Row operations in data.table using `by = .I`
UPDATE:
Since data.table version 1.4.3 or later, by=.I has been implemented to work as expected by OP for row-wise grouping. Note using by=.I will create a new column in the data.table called I that has the row numbers. The row number column can then be kept or deleted according to preference.
The following parts of this answer records an earlier version that pertains to older versions of data.table. I keep it here for reference in case someone still uses legacy versions.
Note: section (3) of this answer updated in April 2019, due to many changes in data.table over time redering the original version obsolete. Also, use of the argument with= removed from all instances of data.table, as it has since been deprecated.

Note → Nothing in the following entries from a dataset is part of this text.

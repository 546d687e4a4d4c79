use crate::simulation::{ExecutionMode, InitialPattern, Pattern, SubstrateKind};

/// Default grid dimensions for the windowed viewer (256x256 = 65K cells)
pub const GRID_WIDTH: u32 = 256;
pub const GRID_HEIGHT: u32 = 256;

/// Headless grid dimensions when stdout is not a terminal
pub const HEADLESS_WIDTH: u32 = 80;
pub const HEADLESS_HEIGHT: u32 = 23;

/// Generation limit for headless runs that cannot be quit with a key
pub const HEADLESS_GENERATIONS: u64 = 100;

/// Compute shader workgroup size (must match @workgroup_size in life.wgsl)
pub const WORKGROUP_SIZE: u32 = 16;

/// Probability that a randomly seeded cell starts alive
pub const DEFAULT_LIVE_PROBABILITY: f64 = 0.5;

// ============================================
// Windowed Viewer
// ============================================

/// Initial window size in logical pixels
pub const WINDOW_SIZE: u32 = 1024;

/// Window title prefix
pub const WINDOW_TITLE: &str = "Life Grid";

/// Delay between generations in the headless loop
pub const HEADLESS_FRAME_MILLIS: u64 = 50;

/// How the initial grid is produced
#[derive(Clone, Copy, Debug, PartialEq)]
pub enum Seeding {
    /// Uniform random cells with the given live probability
    Random { probability: f64, seed: u64 },
    /// A named pattern centered on an otherwise dead grid
    Pattern(Pattern),
}

/// Runtime configuration assembled by the command line
#[derive(Clone, Debug, PartialEq)]
pub struct SimConfig {
    pub width: u32,
    pub height: u32,
    pub mode: ExecutionMode,
    pub seeding: Seeding,
    /// Stop after this many generations (None = run until closed)
    pub generations: Option<u64>,
    /// Switch to the sequential stepper when the substrate fails mid-run
    pub fallback: bool,
    pub headless: bool,
    /// Pause between generations in the headless loop
    pub frame_delay_ms: u64,
}

impl Default for SimConfig {
    fn default() -> Self {
        Self {
            width: GRID_WIDTH,
            height: GRID_HEIGHT,
            mode: ExecutionMode::default(),
            seeding: Seeding::Random {
                probability: DEFAULT_LIVE_PROBABILITY,
                seed: 0,
            },
            generations: None,
            fallback: false,
            headless: false,
            frame_delay_ms: HEADLESS_FRAME_MILLIS,
        }
    }
}

impl SimConfig {
    /// Generation zero as the driver should build it
    pub fn initial_pattern(&self) -> InitialPattern {
        match self.seeding {
            Seeding::Random { probability, seed } => InitialPattern::Random { probability, seed },
            Seeding::Pattern(pattern) => InitialPattern::centered(pattern, self.width, self.height),
        }
    }

    /// Live probability used when reseeding randomly
    pub fn live_probability(&self) -> f64 {
        match self.seeding {
            Seeding::Random { probability, .. } => probability,
            Seeding::Pattern(_) => DEFAULT_LIVE_PROBABILITY,
        }
    }

    /// Label shown in status lines, mirroring the execution mode
    pub fn mode_label(&self) -> &'static str {
        match self.mode {
            ExecutionMode::Sequential => "<CPU Mode>",
            ExecutionMode::Parallel(SubstrateKind::Gpu) => "<GPU Mode>",
            ExecutionMode::Parallel(SubstrateKind::Threads { .. }) => "<Thread Pool Mode>",
        }
    }
}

1) Well, one reason not to use it, at least for the rowsums example is performance, and creation of an unnecessary column. Compare to option f2 below, which is almost 4x faster and does not need the rowpos column (Note that the original question used rowSums as the example function, to which this part of the answer responds. OP edited the question afterwards to use a different function, for which part 3 of this answer is more relevant`):
dt <- data.table(V0 =LETTERS[c(1,1,2,2,3)], V1=1:5, V2=3:7, V3=5:1)
f1 <- function(dt){
dt[, rowpos := .I]
dt[ , sdd := rowSums(.SD[, 2:4]), by = rowpos ] }
f2 <- function(dt) dt[, sdd := rowSums(.SD), .SDcols= 2:4]
library(microbenchmark)
microbenchmark(f1(dt),f2(dt))
# Unit: milliseconds
# expr min lq mean median uq max neval cld
# f1(dt) 3.669049 3.732434 4.013946 3.793352 3.972714 5.834608 100 b
# f2(dt) 1.052702 1.085857 1.154132 1.105301 1.138658 2.825464 100 a
2) On your second question, although dt[, sdd := sum(.SD[, 2:4]), by = .I] does not work, dt[, sdd := sum(.SD[, 2:4]), by = 1:NROW(dt)] works perfectly. Given that according to ?data.table ".I is an integer vector equal to seq_len(nrow(x))", one might expect these to be equivalent. The difference, however, is that .I is for use in j, not in by. NB the value of .I is calculated internally in data.table, so is not available beforehand to be passed in as a parameter value as in by=.I.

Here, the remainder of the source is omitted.